Results: Twenty-eight studies were reviewed involving 1 976 258 participants (10.2% Indigenous). No studies specifically addressed Inuit or Métis populations. Four studies, including 7 cohorts, contributed adjusted mortality data for 7135 participants (5.2% Indigenous); Indigenous Peoples had a 30% higher rate of death after surgery than non-Indigenous patients (pooled hazard ratio 1.30, 95% CI 1.09–1.54; I2 = 81%). Complications were also higher for Indigenous Peoples, including infectious complications (adjusted OR 1.63, 95% CI 1.13–2.34) and pneumonia (OR 2.24, 95% CI 1.58–3.19). Rates of various surgical procedures were lower, including rates of renal transplant, joint replacement, cardiac surgery and cesarean delivery.

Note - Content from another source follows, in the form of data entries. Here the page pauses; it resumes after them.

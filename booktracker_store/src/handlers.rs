use std::sync::Arc;

use actix_web::http::header::LOCATION;
use actix_web::web::Data;
use actix_web::Error;
use actix_web::HttpResponse;
use paperclip::actix::{
    api_v2_operation,
    web::{self},
};

use crate::api::{BookId, NewBook, StatusUpdate};
use crate::books_repository::{BookRepository, BookRepositoryError};

#[api_v2_operation]
pub async fn health() -> Result<HttpResponse, Error> {
    Ok(HttpResponse::Ok().finish())
}

#[api_v2_operation]
pub async fn list_books(
    books_repository: Data<Arc<dyn BookRepository>>,
) -> Result<HttpResponse, Error> {
    Ok(match books_repository.list_books().await {
        Ok(books) => HttpResponse::Ok().json(books),
        Err(err) => {
            tracing::error!("List books failed {}", err);
            HttpResponse::InternalServerError().finish()
        }
    })
}

#[api_v2_operation]
pub async fn add_book(
    books_repository: Data<Arc<dyn BookRepository>>,
    new_book: web::Json<NewBook>,
) -> Result<HttpResponse, Error> {
    let new_book = new_book.into_inner();
    if let Err(err) = new_book.validate() {
        tracing::info!("Rejected book {}", err);
        return Ok(HttpResponse::BadRequest().json(err.to_string()));
    }

    Ok(match books_repository.add_book(new_book).await {
        Ok(book) => HttpResponse::Created()
            .append_header((LOCATION, format!("/api/books/{}", book.id)))
            .json(book),
        Err(err) => {
            tracing::error!("Add book failed {}", err);
            HttpResponse::InternalServerError().finish()
        }
    })
}

#[api_v2_operation]
pub async fn get_book(
    books_repository: Data<Arc<dyn BookRepository>>,
    book_id: web::Path<BookId>,
) -> Result<HttpResponse, Error> {
    Ok(match books_repository.get_book(book_id.into_inner()).await {
        Ok(book) => HttpResponse::Ok().json(book),
        Err(err @ BookRepositoryError::NotFound(_)) => {
            HttpResponse::NotFound().json(err.to_string())
        }
        Err(err) => {
            tracing::error!("Get book failed {}", err);
            HttpResponse::InternalServerError().finish()
        }
    })
}

#[api_v2_operation]
pub async fn delete_book(
    books_repository: Data<Arc<dyn BookRepository>>,
    book_id: web::Path<BookId>,
) -> Result<HttpResponse, Error> {
    Ok(
        match books_repository.delete_book(book_id.into_inner()).await {
            Ok(()) => HttpResponse::NoContent().finish(),
            Err(err @ BookRepositoryError::NotFound(_)) => {
                HttpResponse::NotFound().json(err.to_string())
            }
            Err(err) => {
                tracing::error!("Delete book failed {}", err);
                HttpResponse::InternalServerError().finish()
            }
        },
    )
}

#[api_v2_operation]
pub async fn update_book_status(
    books_repository: Data<Arc<dyn BookRepository>>,
    book_id: web::Path<BookId>,
    update: web::Json<StatusUpdate>,
) -> Result<HttpResponse, Error> {
    Ok(
        match books_repository
            .update_status(book_id.into_inner(), update.into_inner().status)
            .await
        {
            Ok(book) => HttpResponse::Ok().json(book),
            Err(err @ BookRepositoryError::NotFound(_)) => {
                HttpResponse::NotFound().json(err.to_string())
            }
            Err(err) => {
                tracing::error!("Update book status failed {}", err);
                HttpResponse::InternalServerError().finish()
            }
        },
    )
}

#[cfg(test)]
mod handler_tests {
    use std::sync::Arc;

    use actix_web::http::header::LOCATION;
    use actix_web::http::StatusCode;
    use actix_web::{test, App};
    use paperclip::actix::{web, OpenApiExt};
    use serde_json::json;

    use crate::api::{Book, BookStatus};
    use crate::app_config::config_app;
    use crate::books_repository::{BookRepository, InMemoryBookRepository};

    macro_rules! init_app {
        () => {{
            let books_repository: Arc<dyn BookRepository> =
                Arc::new(InMemoryBookRepository::default());
            test::init_service(
                App::new()
                    .wrap_api()
                    .app_data(web::Data::new(books_repository))
                    .configure(config_app)
                    .build(),
            )
            .await
        }};
    }

    macro_rules! create_book {
        ($app:expr, $body:expr) => {{
            let request = test::TestRequest::post()
                .uri("/api/books")
                .set_json($body)
                .to_request();
            let response = test::call_service(&$app, request).await;
            assert_eq!(response.status(), StatusCode::CREATED);
            let book: Book = test::read_body_json(response).await;
            book
        }};
    }

    #[actix_web::test]
    async fn test_health() {
        let app = init_app!();
        let response =
            test::call_service(&app, test::TestRequest::get().uri("/health").to_request()).await;
        assert_eq!(response.status(), StatusCode::OK);
    }

    #[actix_web::test]
    /// Creating Dune returns 201, a location header and the stored record
    async fn test_create_book() {
        let app = init_app!();

        let request = test::TestRequest::post()
            .uri("/api/books")
            .set_json(json!({"title": "Dune", "author": "Herbert", "category": "Sci-Fi"}))
            .to_request();
        let response = test::call_service(&app, request).await;
        assert_eq!(response.status(), StatusCode::CREATED);
        let location = response
            .headers()
            .get(LOCATION)
            .expect("No location header")
            .to_str()
            .expect("Invalid location header")
            .to_string();

        let book: Book = test::read_body_json(response).await;
        assert_eq!(location, format!("/api/books/{}", book.id));
        assert_eq!(book.status, BookStatus::ToRead);
        assert_eq!(book.cover_image_url, None);
        assert!(book.created_at <= chrono::Utc::now());
    }

    #[actix_web::test]
    /// Blank required fields are rejected before reaching the repository
    async fn test_create_book_with_blank_field_is_rejected() {
        let app = init_app!();

        let request = test::TestRequest::post()
            .uri("/api/books")
            .set_json(json!({"title": "Dune", "author": "  ", "category": "Sci-Fi"}))
            .to_request();
        let response = test::call_service(&app, request).await;
        assert_eq!(response.status(), StatusCode::BAD_REQUEST);
        let message: String = test::read_body_json(response).await;
        assert_eq!(message, "Field author must not be empty");

        let request = test::TestRequest::post()
            .uri("/api/books")
            .set_json(json!({"title": "Dune", "category": "Sci-Fi"}))
            .to_request();
        let response = test::call_service(&app, request).await;
        assert_eq!(response.status(), StatusCode::BAD_REQUEST);

        let request = test::TestRequest::get().uri("/api/books").to_request();
        let books: Vec<Book> = test::call_and_read_body_json(&app, request).await;
        assert!(books.is_empty());
    }

    #[actix_web::test]
    /// Listing returns the most recently created book first
    async fn test_list_books_newest_first() {
        let app = init_app!();

        let older = create_book!(
            app,
            json!({"title": "Emma", "author": "Austen", "category": "Classics"})
        );
        let newer = create_book!(
            app,
            json!({"title": "Dune", "author": "Herbert", "category": "Sci-Fi", "status": "Read"})
        );

        let request = test::TestRequest::get().uri("/api/books").to_request();
        let books: Vec<Book> = test::call_and_read_body_json(&app, request).await;
        assert_eq!(books, vec![newer, older]);
    }

    #[actix_web::test]
    /// Marking a book as read changes only its status
    async fn test_update_status() {
        let app = init_app!();
        let book = create_book!(
            app,
            json!({"title": "Dune", "author": "Herbert", "category": "Sci-Fi"})
        );

        let request = test::TestRequest::put()
            .uri(&format!("/api/books/{}/status", book.id))
            .set_json(json!({"status": "Read"}))
            .to_request();
        let response = test::call_service(&app, request).await;
        assert_eq!(response.status(), StatusCode::OK);
        let updated: Book = test::read_body_json(response).await;
        assert_eq!(
            updated,
            Book {
                status: BookStatus::Read,
                ..book.clone()
            }
        );

        let request = test::TestRequest::get().uri("/api/books").to_request();
        let books: Vec<Book> = test::call_and_read_body_json(&app, request).await;
        assert_eq!(books, vec![updated]);

        let request = test::TestRequest::put()
            .uri("/api/books/4242/status")
            .set_json(json!({"status": "Read"}))
            .to_request();
        let response = test::call_service(&app, request).await;
        assert_eq!(response.status(), StatusCode::NOT_FOUND);
    }

    #[actix_web::test]
    /// Deleting removes the book, deleting it again is not found
    async fn test_delete_book() {
        let app = init_app!();
        let book = create_book!(
            app,
            json!({"title": "Dune", "author": "Herbert", "category": "Sci-Fi"})
        );

        let request = test::TestRequest::delete()
            .uri(&format!("/api/books/{}", book.id))
            .to_request();
        let response = test::call_service(&app, request).await;
        assert_eq!(response.status(), StatusCode::NO_CONTENT);
        let body = test::read_body(response).await;
        assert!(body.is_empty());

        let request = test::TestRequest::get().uri("/api/books").to_request();
        let books: Vec<Book> = test::call_and_read_body_json(&app, request).await;
        assert!(books.iter().all(|listed| listed.id != book.id));

        let request = test::TestRequest::get()
            .uri(&format!("/api/books/{}", book.id))
            .to_request();
        let response = test::call_service(&app, request).await;
        assert_eq!(response.status(), StatusCode::NOT_FOUND);

        let request = test::TestRequest::delete()
            .uri(&format!("/api/books/{}", book.id))
            .to_request();
        let response = test::call_service(&app, request).await;
        assert_eq!(response.status(), StatusCode::NOT_FOUND);
    }
}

Conclusion: In a systematic review of surgical care utilization and outcomes, we found that Canadian Indigenous Peoples had higher rates of mortality and adverse events, with lower rates of surgical utilization. First Nations, Inuit and Métis communities are increasingly prepared to direct Indigenous population health research and policy. The rights and benefits of research to Indigenous communities, colonial policies and anti-Indigenous racism should be considered in any analysis of health policy and outcomes research.
Reference: Jason A. McVicar, Alana Poon, Nadine R. Caron, M. Dylan Bould, Jason W. Nickerson, Nora Ahmad, Donna May Kimmaliardjuk, Chelsey Sheffield, Caitlin Champion, Daniel I. McIsaac. Postoperative outcomes for Indigenous Peoples in Canada: a systematic review.